Every nonstandard example (nonstandard means not isomorphic to the usual model) is characterized by the fact that it contains "infinitely large" numbers. That is, each model M has a canonical copy of N = usual naturals inside. However, each nonstandard model M has an element p (in fact, countably many such elements) which the model things is bigger than everything in its copy of N.
They are created by standard compactness arguments paired with the downward Lowenheim-Skolem theorem.
Let PA denote the axioms for Peano Arithmetic and set T = Th(N), the theory of N (i.e., the set of all first order statements which are true in the usual interpretation.
Finally, add a constant c to the language and let phi_n be the statement c > n, or more appropriately, c > SSSS.....S(0), where S is the successor function of PA and there are n S's in the expression.

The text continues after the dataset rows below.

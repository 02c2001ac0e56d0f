//! Certificate lookup methods consulted during chain building

use std::collections::HashMap;
use std::fmt;
use std::path::Path;
use std::sync::{Arc, OnceLock, RwLock};

use super::hashdir::HashDirLookup;
use super::FileType;
use crate::config::NameHashAlgorithm;
use crate::error::{Error, Result};
use crate::handle::Handle;
use crate::registry::{self, guarded, Token};
use crate::x509::{Certificate, DistinguishedName};

/// Operations shared by every lookup kind.
pub trait LookupSource: Send + Sync {
    /// A trusted certificate whose subject canonically equals `name`.
    fn by_subject(&self, name: &DistinguishedName) -> Result<Option<Certificate>>;

    /// A trusted certificate with this SHA-1 fingerprint.
    fn by_fingerprint(&self, fingerprint: &[u8]) -> Result<Option<Certificate>>;

    /// Every trusted certificate whose subject matches `name`.
    fn all_by_subject(&self, name: &DistinguishedName) -> Result<Vec<Certificate>> {
        Ok(self.by_subject(name)?.into_iter().collect())
    }

    fn init(&self) -> Result<()> {
        Ok(())
    }

    fn shutdown(&self) -> Result<()> {
        Ok(())
    }
}

/// Application-provided certificate source.
pub trait LookupCallback: Send + Sync {
    fn by_subject(&self, name: &DistinguishedName) -> Result<Option<Certificate>>;

    fn by_fingerprint(&self, _fingerprint: &[u8]) -> Result<Option<Certificate>> {
        Ok(None)
    }
}

pub(crate) fn subject_matches(certificate: &Certificate, canonical: &[u8]) -> Result<bool> {
    Ok(certificate.data()?.subject_canonical == canonical)
}

fn fingerprint_matches(certificate: &Certificate, fingerprint: &[u8]) -> Result<bool> {
    Ok(certificate.cert_hash()?.as_slice() == fingerprint)
}

/// Certificates loaded explicitly from files.
#[derive(Default)]
pub struct FileLookup {
    certificates: RwLock<Vec<Certificate>>,
}

impl FileLookup {
    pub fn load_file(&self, path: &Path, file_type: FileType) -> Result<usize> {
        let loaded = super::read_certificate_file(path, file_type)?;
        let count = loaded.len();
        self.certificates
            .write()
            .map_err(|_| Error::state("file lookup lock poisoned"))?
            .extend(loaded);
        tracing::debug!("loaded {} certificates from {}", count, path.display());
        Ok(count)
    }

    fn find(&self, mut predicate: impl FnMut(&Certificate) -> Result<bool>) -> Result<Option<Certificate>> {
        Ok(self.filter(&mut predicate, true)?.pop())
    }

    fn filter(
        &self,
        mut predicate: impl FnMut(&Certificate) -> Result<bool>,
        first_only: bool,
    ) -> Result<Vec<Certificate>> {
        let certificates = self
            .certificates
            .read()
            .map_err(|_| Error::state("file lookup lock poisoned"))?;
        let mut matched = Vec::new();
        for certificate in certificates.iter() {
            if predicate(certificate)? {
                matched.push(certificate.clone());
                if first_only {
                    break;
                }
            }
        }
        Ok(matched)
    }
}

impl LookupSource for FileLookup {
    fn by_subject(&self, name: &DistinguishedName) -> Result<Option<Certificate>> {
        let canonical = name.raw_data(true)?;
        self.find(|certificate| subject_matches(certificate, &canonical))
    }

    fn by_fingerprint(&self, fingerprint: &[u8]) -> Result<Option<Certificate>> {
        self.find(|certificate| fingerprint_matches(certificate, fingerprint))
    }

    fn all_by_subject(&self, name: &DistinguishedName) -> Result<Vec<Certificate>> {
        let canonical = name.raw_data(true)?;
        self.filter(|certificate| subject_matches(certificate, &canonical), false)
    }
}

/// Lookup backed by an application callback held in the callback registry.
pub struct CallbackLookup {
    token: Token,
}

impl CallbackLookup {
    fn new(callback: Arc<dyn LookupCallback>) -> Self {
        Self {
            token: registry::lookup_callbacks().register(callback),
        }
    }

    fn callback(&self) -> Result<Arc<dyn LookupCallback>> {
        registry::lookup_callbacks()
            .resolve(self.token)
            .ok_or(Error::InvalidHandle("lookup callback"))
    }
}

impl LookupSource for CallbackLookup {
    fn by_subject(&self, name: &DistinguishedName) -> Result<Option<Certificate>> {
        let callback = self.callback()?;
        guarded("lookup by subject", || callback.by_subject(name))?
    }

    fn by_fingerprint(&self, fingerprint: &[u8]) -> Result<Option<Certificate>> {
        let callback = self.callback()?;
        guarded("lookup by fingerprint", || callback.by_fingerprint(fingerprint))?
    }

    fn shutdown(&self) -> Result<()> {
        registry::lookup_callbacks().unregister(self.token);
        Ok(())
    }
}

impl Drop for CallbackLookup {
    fn drop(&mut self) {
        registry::lookup_callbacks().unregister(self.token);
    }
}

/// Fixed certificate set indexed by subject hash on first use.
pub struct CollectionLookup {
    certificates: Vec<Certificate>,
    by_hash: OnceLock<HashMap<u32, Vec<usize>>>,
}

impl CollectionLookup {
    pub fn new(certificates: impl IntoIterator<Item = Certificate>) -> Self {
        Self {
            certificates: certificates.into_iter().collect(),
            by_hash: OnceLock::new(),
        }
    }

    fn index(&self) -> &HashMap<u32, Vec<usize>> {
        self.by_hash.get_or_init(|| {
            let mut index: HashMap<u32, Vec<usize>> = HashMap::new();
            for (position, certificate) in self.certificates.iter().enumerate() {
                match certificate.subject_name_hash() {
                    Ok(hash) => index.entry(hash).or_default().push(position),
                    Err(e) => tracing::warn!("skipping unusable collection certificate: {}", e),
                }
            }
            index
        })
    }
}

impl LookupCallback for CollectionLookup {
    fn by_subject(&self, name: &DistinguishedName) -> Result<Option<Certificate>> {
        let canonical = name.raw_data(true)?;
        let Some(positions) = self.index().get(&name.hash()?) else {
            return Ok(None);
        };
        for &position in positions {
            let certificate = &self.certificates[position];
            if subject_matches(certificate, &canonical)? {
                return Ok(Some(certificate.clone()));
            }
        }
        Ok(None)
    }

    fn by_fingerprint(&self, fingerprint: &[u8]) -> Result<Option<Certificate>> {
        for certificate in &self.certificates {
            if fingerprint_matches(certificate, fingerprint)? {
                return Ok(Some(certificate.clone()));
            }
        }
        Ok(None)
    }
}

/// How a lookup finds certificates.
#[derive(Clone)]
pub enum LookupMethod {
    /// Certificates loaded with [`Lookup::load_file`].
    File,
    /// `{hash:08x}.N` files in directories added with [`Lookup::add_directory`].
    HashDir(NameHashAlgorithm),
    /// An application callback.
    Callback(Arc<dyn LookupCallback>),
}

impl LookupMethod {
    pub fn hash_dir() -> Self {
        Self::HashDir(crate::config::EngineConfig::global().name_hash)
    }

    pub fn collection(certificates: impl IntoIterator<Item = Certificate>) -> Self {
        Self::Callback(Arc::new(CollectionLookup::new(certificates)))
    }
}

impl fmt::Debug for LookupMethod {
    fn fmt(&self, f: &mut fmt::Formatter<'_>) -> fmt::Result {
        match self {
            Self::File => f.write_str("File"),
            Self::HashDir(algorithm) => f.debug_tuple("HashDir").field(algorithm).finish(),
            Self::Callback(_) => f.write_str("Callback"),
        }
    }
}

pub(crate) enum LookupKind {
    File(FileLookup),
    HashDir(HashDirLookup),
    Callback(CallbackLookup),
}

impl LookupKind {
    fn source(&self) -> &dyn LookupSource {
        match self {
            Self::File(lookup) => lookup,
            Self::HashDir(lookup) => lookup,
            Self::Callback(lookup) => lookup,
        }
    }
}

/// A certificate source owned by a store.
#[derive(Clone)]
pub struct Lookup {
    handle: Handle<LookupKind>,
}

impl Lookup {
    pub fn new(method: LookupMethod) -> Result<Self> {
        let kind = match method {
            LookupMethod::File => LookupKind::File(FileLookup::default()),
            LookupMethod::HashDir(algorithm) => LookupKind::HashDir(HashDirLookup::new(algorithm)),
            LookupMethod::Callback(callback) => LookupKind::Callback(CallbackLookup::new(callback)),
        };
        kind.source().init()?;
        Ok(Self {
            handle: Handle::new("lookup", kind),
        })
    }

    /// Load certificates into a file lookup.
    pub fn load_file(&self, path: impl AsRef<Path>, file_type: FileType) -> Result<usize> {
        self.handle.with(|kind| match kind {
            LookupKind::File(lookup) => lookup.load_file(path.as_ref(), file_type),
            _ => Err(Error::NotSupported(
                "load_file requires a file lookup".to_string(),
            )),
        })
    }

    /// Register a hashed directory with a hashed-directory lookup.
    pub fn add_directory(&self, dir: impl AsRef<Path>, file_type: FileType) -> Result<()> {
        self.handle.with(|kind| match kind {
            LookupKind::HashDir(lookup) => lookup.add_directory(dir.as_ref(), file_type),
            _ => Err(Error::NotSupported(
                "add_directory requires a hashed-directory lookup".to_string(),
            )),
        })
    }

    pub fn by_subject(&self, name: &DistinguishedName) -> Result<Option<Certificate>> {
        self.handle.with(|kind| kind.source().by_subject(name))
    }

    pub fn by_fingerprint(&self, fingerprint: &[u8]) -> Result<Option<Certificate>> {
        self.handle.with(|kind| kind.source().by_fingerprint(fingerprint))
    }

    /// Every match, including hash-collision slots of hashed directories.
    pub fn all_by_subject(&self, name: &DistinguishedName) -> Result<Vec<Certificate>> {
        self.handle.with(|kind| kind.source().all_by_subject(name))
    }

    pub fn shutdown(&self) -> Result<()> {
        self.handle.with(|kind| kind.source().shutdown())
    }

    pub fn is_valid(&self) -> bool {
        self.handle.is_valid()
    }

    /// Shut the lookup down and release it.
    pub fn close(&self) {
        if let Err(e) = self.shutdown() {
            tracing::debug!("lookup shutdown skipped: {}", e);
        }
        self.handle.release();
    }
}

impl fmt::Debug for Lookup {
    fn fmt(&self, f: &mut fmt::Formatter<'_>) -> fmt::Result {
        let kind = self.handle.get().ok().map(|kind| match &*kind {
            LookupKind::File(_) => "file",
            LookupKind::HashDir(_) => "hash_dir",
            LookupKind::Callback(_) => "callback",
        });
        f.debug_struct("Lookup").field("kind", &kind).finish()
    }
}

Now, consider the set of axioms PA union T union phi_n for every n. By a standard compactness argument, this set of axioms is consistent, and so by the Godel completeness theorem, there is a model M of all the axioms simultaneously. By downward Lowenheim-Skolem, we can assume M is countable.
Now, ask yourself, what can c be? Well, since M satisfies phi_n for every n, we must have c > n for each "usual" natural number in M, i.e., c is infinite!
What's really cool is that by playing around with different kinds of phi_n, one can find models that have elements which are divisible by NO "standard" prime number. One can also find models that have elements which are simultaneously divisible by EVERY "standard" prime number!